We’re heading into late August, which can mean only one thing:
back to school. As students
– and their parents’ pocketbooks – gear up for this year, see
what local kids have to say about the best back-to-school
supplies
n By Kelly Savio
Staff Writer
Across the South Valley, store aisles featuring notebooks, folders, pens, protractors and binders are looking decidedly ravaged. It’s time for back-to-school shopping, and parents’ credit cards are getting quite a workout as their children sweep the aisles looking for the “cool” supplies.
Julia Galvan, 10, stood in the Gilroy Target this week considering the pencil bags. There were cylindrical denim bags, rectangular corduroy bags, flashy metallic bags with sequins and multi-color felt bags. She quickly decided on the purple and brown felt bag.

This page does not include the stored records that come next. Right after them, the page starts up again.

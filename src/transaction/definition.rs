use crate::core::IsolationLevel;

/// How a new request relates to a transaction already bound to the thread
#[derive(Debug, Clone, Copy, PartialEq, Eq, Default)]
pub enum Propagation {
    /// Join the current transaction or begin a new one
    #[default]
    Required,
    /// Join the current transaction; fail when there is none
    Mandatory,
}

/// Attributes requested when beginning a transaction
#[derive(Debug, Clone, PartialEq, Eq)]
pub struct TransactionDefinition {
    /// Label used in log output
    pub name: Option<String>,

    pub read_only: bool,

    /// Isolation to apply; `None` keeps the connection's current level
    pub isolation: Option<IsolationLevel>,

    pub propagation: Propagation,
}

impl Default for TransactionDefinition {
    fn default() -> Self {
        Self::read_write()
    }
}

impl TransactionDefinition {
    pub fn read_write() -> Self {
        Self {
            name: None,
            read_only: false,
            isolation: None,
            propagation: Propagation::Required,
        }
    }

    pub fn read_only() -> Self {
        Self {
            read_only: true,
            ..Self::read_write()
        }
    }

    pub fn with_isolation(mut self, isolation: IsolationLevel) -> Self {
        self.isolation = Some(isolation);
        self
    }

    pub fn with_propagation(mut self, propagation: Propagation) -> Self {
        self.propagation = propagation;
        self
    }

    pub fn with_name(mut self, name: impl Into<String>) -> Self {
        self.name = Some(name.into());
        self
    }
}
// Statement plumbing shared by the store and the results it hands out.
//
// Every statement borrows a connection from the configured source and gives
// it back by walking from the result set (or statement) to its connection and
// closing that. Behind a transaction-bound proxy this only works when the
// connection a statement reports is the proxy the store was handed.

use super::configuration::{Configuration, TransactionMode};
use super::listener::{EntityEvent, EntityEventKind};
use super::query::QueryElement;
use super::result::{BufferedIterator, CloseableIterator, QueryResult, ResultStream, Scalar};
use crate::connection::{DataSource, LinkedDataSource, ResultSet};
use crate::core::{Result, Row, StoreError, Value};
use crate::executor::{DefaultExecutor, Executor, ScalarFuture, supply_async};
use crate::transaction::{DataSourceTransactionManager, TransactionDefinition, TransactionOperations};
use std::collections::HashMap;
use std::sync::Arc;
use tracing::warn;

pub(crate) struct Session {
    configuration: Arc<Configuration>,
    connections: Arc<dyn DataSource>,
    manager: Option<DataSourceTransactionManager>,
}

impl Session {
    pub(crate) fn new(configuration: Arc<Configuration>) -> Self {
        match configuration.transaction_mode() {
            TransactionMode::None => Self {
                connections: Arc::clone(configuration.data_source()),
                manager: None,
                configuration,
            },
            TransactionMode::Auto => {
                let manager = DataSourceTransactionManager::new(
                    configuration.model().name(),
                    Arc::clone(configuration.data_source()),
                );
                let connections: Arc<dyn DataSource> =
                    Arc::new(LinkedDataSource::new(manager.transactional_data_source()));
                Self {
                    connections,
                    manager: Some(manager),
                    configuration,
                }
            }
        }
    }

    pub(crate) fn configuration(&self) -> &Arc<Configuration> {
        &self.configuration
    }

    /// Whether results must be read before the operation returns
    fn buffers_results(&self) -> bool {
        self.manager.is_some()
    }

    /// Run `work` in a store-owned transaction, or bare in `TransactionMode::None`
    pub(crate) fn transact<R, F>(&self, definition: TransactionDefinition, work: F) -> Result<R>
    where
        F: FnOnce() -> Result<R>,
    {
        match &self.manager {
            Some(manager) => manager.execute(&definition, |_| work()),
            None => work(),
        }
    }

    pub(crate) fn fire(&self, kind: EntityEventKind, table: &str, key: &Value) {
        let listeners = self.configuration.entity_state_listeners();
        if listeners.is_empty() {
            return;
        }
        let event = EntityEvent {
            kind,
            table: table.to_string(),
            key: key.clone(),
        };
        for listener in listeners {
            listener.on_event(&event);
        }
    }

    fn before(&self, sql: &str, params: &[Value]) {
        for listener in self.configuration.statement_listeners() {
            listener.before_execute(sql, params);
        }
    }

    fn after(&self, sql: &str, update_count: Option<u64>) {
        for listener in self.configuration.statement_listeners() {
            listener.after_execute(sql, update_count);
        }
    }

    pub(crate) fn query(&self, sql: &str, params: &[Value]) -> Result<Box<dyn ResultSet>> {
        self.before(sql, params);
        let connection = self.connections.connection()?;

        let executed = connection.prepare_statement(sql).and_then(|statement| {
            for (i, param) in params.iter().enumerate() {
                statement.set_value(i + 1, param.clone())?;
            }
            statement.execute_query_prepared()
        });

        match executed {
            Ok(result_set) => {
                self.after(sql, None);
                Ok(result_set)
            }
            Err(err) => {
                if let Err(close_err) = connection.close() {
                    warn!("Failed to release connection after error: {}", close_err);
                }
                Err(err)
            }
        }
    }

    pub(crate) fn update(&self, sql: &str, params: &[Value]) -> Result<u64> {
        self.before(sql, params);
        let statement = self.connections.connection()?.prepare_statement(sql)?;

        let executed = params
            .iter()
            .enumerate()
            .try_for_each(|(i, param)| statement.set_value(i + 1, param.clone()))
            .and_then(|_| statement.execute_update_prepared());

        let connection = statement.connection()?;
        statement.close()?;
        connection.close()?;

        let count = executed?;
        self.after(sql, Some(count));
        Ok(count)
    }

    /// Execute `sql` once per row, flushing every `batch_update_size` rows
    pub(crate) fn batch(&self, sql: &str, rows: &[Row]) -> Result<u64> {
        let statement = self.connections.connection()?.prepare_statement(sql)?;
        let batch_size = self.configuration.batch_update_size();

        let executed = rows.chunks(batch_size).try_fold(0u64, |total, chunk| {
            for row in chunk {
                self.before(sql, row);
                for (i, value) in row.iter().enumerate() {
                    statement.set_value(i + 1, value.clone())?;
                }
                statement.add_batch()?;
            }
            let counts = statement.execute_batch()?;
            Ok::<u64, StoreError>(total + counts.iter().sum::<u64>())
        });

        let connection = statement.connection()?;
        statement.close()?;
        connection.close()?;

        let total = executed?;
        self.after(sql, Some(total));
        Ok(total)
    }

    /// Close a result set together with its statement and connection
    pub(crate) fn release(mut result_set: Box<dyn ResultSet>) -> Result<()> {
        let statement = result_set.statement()?;
        result_set.close()?;
        if let Some(statement) = statement {
            let connection = statement.connection()?;
            statement.close()?;
            connection.close()?;
        }
        Ok(())
    }
}

pub(crate) type RowMapper<E> = Arc<dyn Fn(Row) -> Result<E> + Send + Sync>;

fn read_row(result_set: &dyn ResultSet) -> Result<Row> {
    (1..=result_set.columns().len())
        .map(|index| result_set.get(index))
        .collect()
}

/// Live cursor; holds its connection until closed
pub(crate) struct CursorIterator<E> {
    result_set: Option<Box<dyn ResultSet>>,
    mapper: RowMapper<E>,
    skip: usize,
    remaining: Option<usize>,
}

impl<E> CursorIterator<E> {
    fn new(result_set: Box<dyn ResultSet>, mapper: RowMapper<E>) -> Self {
        Self {
            result_set: Some(result_set),
            mapper,
            skip: 0,
            remaining: None,
        }
    }

    fn range(mut self, skip: usize, take: usize) -> Self {
        self.skip = skip;
        self.remaining = Some(take);
        self
    }

    fn advance(&mut self) -> Result<Option<Row>> {
        let Some(result_set) = self.result_set.as_mut() else {
            return Ok(None);
        };
        while self.skip > 0 {
            self.skip -= 1;
            if !result_set.next()? {
                return Ok(None);
            }
        }
        if self.remaining == Some(0) || !result_set.next()? {
            return Ok(None);
        }
        if let Some(remaining) = self.remaining.as_mut() {
            *remaining -= 1;
        }
        read_row(result_set.as_ref()).map(Some)
    }
}

impl<E> Iterator for CursorIterator<E> {
    type Item = Result<E>;

    fn next(&mut self) -> Option<Self::Item> {
        match self.advance() {
            Ok(Some(row)) => Some((self.mapper)(row)),
            Ok(None) => None,
            Err(err) => Some(Err(err)),
        }
    }
}

impl<E> CloseableIterator<E> for CursorIterator<E> {
    fn close(&mut self) -> Result<()> {
        match self.result_set.take() {
            Some(result_set) => Session::release(result_set),
            None => Ok(()),
        }
    }
}

impl<E> Drop for CursorIterator<E> {
    fn drop(&mut self) {
        if let Err(err) = CloseableIterator::close(self) {
            warn!("Failed to close dropped cursor: {}", err);
        }
    }
}

/// Query result backed by SQL, executed on each materialization
pub(crate) struct SqlResult<E> {
    session: Arc<Session>,
    element: QueryElement,
    mapper: RowMapper<E>,
}

impl<E: Send + 'static> SqlResult<E> {
    pub(crate) fn new(session: Arc<Session>, element: QueryElement, mapper: RowMapper<E>) -> Self {
        Self {
            session,
            element,
            mapper,
        }
    }

    fn open(&self, element: &QueryElement) -> Result<CursorIterator<E>> {
        let (sql, params) = element.to_sql(self.session.configuration());
        let result_set = self.session.query(&sql, &params)?;
        Ok(CursorIterator::new(result_set, Arc::clone(&self.mapper)))
    }

    fn drain(mut cursor: CursorIterator<E>) -> Result<Vec<E>> {
        let items: Result<Vec<E>> = cursor.by_ref().collect();
        let closed = CloseableIterator::close(&mut cursor);
        let items = items?;
        closed?;
        Ok(items)
    }

    fn read_all(&self) -> Result<Vec<E>> {
        self.session.transact(TransactionDefinition::read_only(), || {
            Self::drain(self.open(&self.element)?)
        })
    }

    fn read_first(&self) -> Result<Option<E>> {
        let mut element = self.element.clone();
        element.limit = Some(element.limit.map_or(1, |limit| limit.min(1)));
        self.session.transact(TransactionDefinition::read_only(), || {
            Ok(Self::drain(self.open(&element)?)?.into_iter().next())
        })
    }

    fn cursor(&self, range: Option<(usize, usize)>) -> Result<Box<dyn CloseableIterator<E>>> {
        if self.session.buffers_results() {
            let items = self.read_all()?;
            let items = match range {
                Some((skip, take)) => items.into_iter().skip(skip).take(take).collect(),
                None => items,
            };
            return Ok(Box::new(BufferedIterator::new(items)));
        }

        let cursor = self.open(&self.element)?;
        Ok(match range {
            Some((skip, take)) => Box::new(cursor.range(skip, take)),
            None => Box::new(cursor),
        })
    }
}

impl<E: Send + 'static> QueryResult<E> for SqlResult<E> {
    fn first(&self) -> Result<E> {
        self.read_first()?.ok_or_else(|| {
            StoreError::NoSuchElement(format!("query on '{}' returned no rows", self.element.table))
        })
    }

    fn first_or(&self, default: E) -> Result<E> {
        Ok(self.read_first()?.unwrap_or(default))
    }

    fn first_or_else(&self, supplier: &mut dyn FnMut() -> E) -> Result<E> {
        Ok(self.read_first()?.unwrap_or_else(supplier))
    }

    fn first_or_none(&self) -> Result<Option<E>> {
        self.read_first()
    }

    fn collect(&self, into: &mut Vec<E>) -> Result<()> {
        into.extend(self.read_all()?);
        Ok(())
    }

    fn to_list(&self) -> Result<Vec<E>> {
        self.read_all()
    }

    fn to_map(&self, key: &dyn Fn(&E) -> Value) -> Result<HashMap<Value, E>> {
        let mut map = HashMap::new();
        self.to_map_into(key, &mut map)?;
        Ok(map)
    }

    fn to_map_into(&self, key: &dyn Fn(&E) -> Value, map: &mut HashMap<Value, E>) -> Result<()> {
        for item in self.read_all()? {
            map.insert(key(&item), item);
        }
        Ok(())
    }

    fn each(&self, action: &mut dyn FnMut(E)) -> Result<()> {
        self.read_all()?.into_iter().for_each(action);
        Ok(())
    }

    fn iter(&self) -> Result<Box<dyn CloseableIterator<E>>> {
        self.cursor(None)
    }

    fn iter_range(&self, skip: usize, take: usize) -> Result<Box<dyn CloseableIterator<E>>> {
        self.cursor(Some((skip, take)))
    }

    fn stream(&self) -> Result<ResultStream<E>> {
        Ok(ResultStream::new(self.cursor(None)?))
    }

    /// Cursors are owned by their iterators; nothing is held here
    fn close(&self) -> Result<()> {
        Ok(())
    }
}

/// `COUNT(*)` over a query element
#[derive(Clone)]
pub(crate) struct SqlScalar {
    session: Arc<Session>,
    element: QueryElement,
}

impl SqlScalar {
    pub(crate) fn new(session: Arc<Session>, element: QueryElement) -> Self {
        Self { session, element }
    }
}

impl Scalar<i64> for SqlScalar {
    fn call(&self) -> Result<i64> {
        self.value()
    }

    fn value(&self) -> Result<i64> {
        let (sql, params) = self.element.to_sql(self.session.configuration());
        self.session.transact(TransactionDefinition::read_only(), || {
            let mut result_set = self.session.query(&sql, &params)?;
            let value = if result_set.next()? {
                result_set.get(1)?.as_i64()
            } else {
                None
            };
            Session::release(result_set)?;
            value.ok_or_else(|| StoreError::NoSuchElement(format!("no count for '{}'", self.element.table)))
        })
    }

    fn consume(&self, action: &mut dyn FnMut(i64)) -> Result<()> {
        action(self.value()?);
        Ok(())
    }

    fn to_future(&self) -> ScalarFuture<i64> {
        match self.session.configuration().write_executor() {
            Some(executor) => self.to_future_on(Arc::clone(executor)),
            None => self.to_future_on(Arc::new(DefaultExecutor)),
        }
    }

    fn to_future_on(&self, executor: Arc<dyn Executor>) -> ScalarFuture<i64> {
        let scalar = self.clone();
        supply_async(executor.as_ref(), move || scalar.value())
    }

    fn to_supplier(&self) -> Box<dyn Fn() -> Result<i64> + Send + Sync> {
        let scalar = self.clone();
        Box::new(move || scalar.value())
    }
}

“I like this one because it’s cute and I love purple,” said Julia, who will be a fifth-grader at Sacred Heart Parish School in Hollister. “I wouldn’t want one of the sequin ones because they look weird.”
Julia’s mom, Angelica, was shopping for her three children. She had already spent more than $200 on supplies this year – and she isn’t alone. The amount of money families spend in August doing their back-to-school shopping is second only to money they spend shopping during the holiday season, according to the U.S. Census Bureau. Last year, Americans spent $6.6 billion getting their kids ready to head back to classes.
Donna Zimmerman of Morgan Hill grimaced at the thought of how much money she would be spending sending her three children back to school. As she shopped with two of her children, 12-year-old Jeremy and 9-year-old Jacob, she asked them how much things cost as they put items into the shopping cart.
The general consensus of students seems to be that there aren’t any “hot items” they had to have to be cool this year. Mostly, Jeremy and Jacob said, it’s cool to simply pick out the things they like.
Many students recycle as many of their favorite items from the previous year as possible.
Joey Hayes of Prunedale said he bought a new binder because last year’s was too beat up to reuse.
“I also had to buy another backpack because my zipper broke on my backpack from last year,” said Joey, a junior at North Monterey County High School. “The only thing that matters to me when I pick out the school supplies I need is that they work for my classes and that I like them. My new backpack is green, my favorite color, and it works with my wheelchair. I’ve had a few different kinds of backpacks in the past, and some of them didn’t work.”
In high school, students don’t really pay attention to what school supplies the other kids have, Joey pointed out. Instead, they pay attention to what kind of cars they have and how the cars look.
“You check out the cars, and you see what people have done to their cars to make them special,” he explained. “I saw one person who had colored lights under their car so it looked like it glowed, and that was cool. But paying attention to school supplies isn’t really an issue. It’s kind of ridiculous if people do care what kind of stuff other people have. They’re school supplies – you need them for class. I don’t know what can be so great about things you need.”